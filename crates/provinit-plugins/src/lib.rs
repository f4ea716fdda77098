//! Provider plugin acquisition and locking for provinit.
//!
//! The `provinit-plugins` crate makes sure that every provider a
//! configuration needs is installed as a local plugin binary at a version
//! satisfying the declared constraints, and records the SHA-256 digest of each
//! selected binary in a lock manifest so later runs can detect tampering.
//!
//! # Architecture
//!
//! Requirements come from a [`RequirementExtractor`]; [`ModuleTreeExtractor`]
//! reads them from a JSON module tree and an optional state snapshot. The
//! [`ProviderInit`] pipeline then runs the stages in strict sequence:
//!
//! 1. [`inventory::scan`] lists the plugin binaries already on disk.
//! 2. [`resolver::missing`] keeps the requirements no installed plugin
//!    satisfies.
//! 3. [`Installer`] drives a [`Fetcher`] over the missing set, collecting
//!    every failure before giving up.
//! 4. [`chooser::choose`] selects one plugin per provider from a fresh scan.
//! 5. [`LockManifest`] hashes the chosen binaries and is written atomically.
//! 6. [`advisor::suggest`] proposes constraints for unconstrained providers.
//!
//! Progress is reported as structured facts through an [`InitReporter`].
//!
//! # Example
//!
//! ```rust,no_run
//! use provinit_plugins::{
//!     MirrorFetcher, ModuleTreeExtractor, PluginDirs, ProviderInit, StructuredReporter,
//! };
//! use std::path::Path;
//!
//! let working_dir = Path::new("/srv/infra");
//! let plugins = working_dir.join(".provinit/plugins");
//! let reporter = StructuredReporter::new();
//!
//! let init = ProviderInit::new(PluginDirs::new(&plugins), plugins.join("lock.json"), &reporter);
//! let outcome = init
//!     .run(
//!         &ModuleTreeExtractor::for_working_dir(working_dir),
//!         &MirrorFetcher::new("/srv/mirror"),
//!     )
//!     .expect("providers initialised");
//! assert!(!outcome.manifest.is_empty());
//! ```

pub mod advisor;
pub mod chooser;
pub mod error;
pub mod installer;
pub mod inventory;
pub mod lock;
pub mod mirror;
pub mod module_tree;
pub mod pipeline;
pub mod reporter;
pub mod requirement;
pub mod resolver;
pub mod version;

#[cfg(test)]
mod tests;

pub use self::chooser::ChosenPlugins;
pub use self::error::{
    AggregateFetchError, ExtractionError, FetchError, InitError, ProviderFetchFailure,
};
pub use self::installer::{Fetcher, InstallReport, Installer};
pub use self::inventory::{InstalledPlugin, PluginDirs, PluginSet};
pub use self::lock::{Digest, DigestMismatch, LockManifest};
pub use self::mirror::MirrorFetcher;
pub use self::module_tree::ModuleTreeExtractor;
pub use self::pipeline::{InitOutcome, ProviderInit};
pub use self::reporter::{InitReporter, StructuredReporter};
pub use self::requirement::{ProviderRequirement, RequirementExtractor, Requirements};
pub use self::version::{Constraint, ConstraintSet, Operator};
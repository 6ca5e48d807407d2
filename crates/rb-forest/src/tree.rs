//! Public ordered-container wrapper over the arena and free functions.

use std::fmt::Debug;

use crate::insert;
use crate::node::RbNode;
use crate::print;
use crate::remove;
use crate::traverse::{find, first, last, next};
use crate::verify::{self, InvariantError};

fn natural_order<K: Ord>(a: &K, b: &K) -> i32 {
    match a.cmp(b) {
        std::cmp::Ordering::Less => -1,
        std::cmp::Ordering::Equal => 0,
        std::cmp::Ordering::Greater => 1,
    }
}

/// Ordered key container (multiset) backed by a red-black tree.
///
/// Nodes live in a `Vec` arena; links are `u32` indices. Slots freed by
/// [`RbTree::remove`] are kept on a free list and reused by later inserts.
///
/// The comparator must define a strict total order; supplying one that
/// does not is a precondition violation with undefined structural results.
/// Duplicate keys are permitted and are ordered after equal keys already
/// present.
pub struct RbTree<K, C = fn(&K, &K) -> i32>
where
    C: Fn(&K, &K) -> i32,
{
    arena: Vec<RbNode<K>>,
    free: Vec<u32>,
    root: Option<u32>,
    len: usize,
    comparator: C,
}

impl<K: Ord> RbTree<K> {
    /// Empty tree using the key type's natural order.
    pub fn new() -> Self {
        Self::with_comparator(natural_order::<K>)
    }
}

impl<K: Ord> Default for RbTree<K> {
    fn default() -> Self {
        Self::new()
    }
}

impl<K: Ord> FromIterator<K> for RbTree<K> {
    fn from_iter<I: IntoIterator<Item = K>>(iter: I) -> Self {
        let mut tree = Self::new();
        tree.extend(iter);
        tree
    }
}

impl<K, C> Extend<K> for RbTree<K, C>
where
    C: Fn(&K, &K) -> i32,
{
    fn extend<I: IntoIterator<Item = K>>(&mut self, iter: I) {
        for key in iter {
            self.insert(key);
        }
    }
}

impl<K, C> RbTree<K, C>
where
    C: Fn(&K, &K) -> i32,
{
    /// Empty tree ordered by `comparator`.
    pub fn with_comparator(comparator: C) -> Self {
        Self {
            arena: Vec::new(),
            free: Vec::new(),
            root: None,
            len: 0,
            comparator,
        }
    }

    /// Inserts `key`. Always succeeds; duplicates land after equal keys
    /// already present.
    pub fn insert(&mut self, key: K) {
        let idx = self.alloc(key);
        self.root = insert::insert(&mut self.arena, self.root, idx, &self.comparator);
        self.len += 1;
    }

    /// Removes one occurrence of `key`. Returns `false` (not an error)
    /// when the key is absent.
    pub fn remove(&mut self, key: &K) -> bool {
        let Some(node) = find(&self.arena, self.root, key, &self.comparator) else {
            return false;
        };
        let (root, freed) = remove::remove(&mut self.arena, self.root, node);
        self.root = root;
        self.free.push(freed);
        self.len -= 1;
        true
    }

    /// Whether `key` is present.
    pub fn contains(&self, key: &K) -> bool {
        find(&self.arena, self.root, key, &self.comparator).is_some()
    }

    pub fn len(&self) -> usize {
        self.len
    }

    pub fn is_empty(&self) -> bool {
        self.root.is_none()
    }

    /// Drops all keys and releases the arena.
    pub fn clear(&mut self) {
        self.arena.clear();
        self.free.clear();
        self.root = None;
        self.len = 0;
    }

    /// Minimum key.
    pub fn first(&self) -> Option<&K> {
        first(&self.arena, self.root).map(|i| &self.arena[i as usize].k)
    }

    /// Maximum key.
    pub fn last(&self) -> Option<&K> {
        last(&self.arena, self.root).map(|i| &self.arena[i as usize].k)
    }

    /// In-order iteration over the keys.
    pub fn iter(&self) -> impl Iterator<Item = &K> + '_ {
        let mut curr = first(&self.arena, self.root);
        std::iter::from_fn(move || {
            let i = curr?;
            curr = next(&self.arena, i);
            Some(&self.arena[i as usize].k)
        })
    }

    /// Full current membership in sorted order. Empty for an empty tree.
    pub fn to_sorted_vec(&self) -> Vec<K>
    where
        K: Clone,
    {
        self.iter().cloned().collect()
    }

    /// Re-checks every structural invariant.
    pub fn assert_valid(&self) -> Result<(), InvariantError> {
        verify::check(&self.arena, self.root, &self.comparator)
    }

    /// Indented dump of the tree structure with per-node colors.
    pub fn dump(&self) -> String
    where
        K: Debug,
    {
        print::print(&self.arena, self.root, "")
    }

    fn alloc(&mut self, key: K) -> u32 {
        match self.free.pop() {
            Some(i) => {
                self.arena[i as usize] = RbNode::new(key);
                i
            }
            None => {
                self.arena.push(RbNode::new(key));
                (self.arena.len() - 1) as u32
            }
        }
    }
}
****************************************
■ **Task to carry out**
State the number of lines in this listing that contain the string "PluginDirs", and add nothing else.

■ **Written response**
3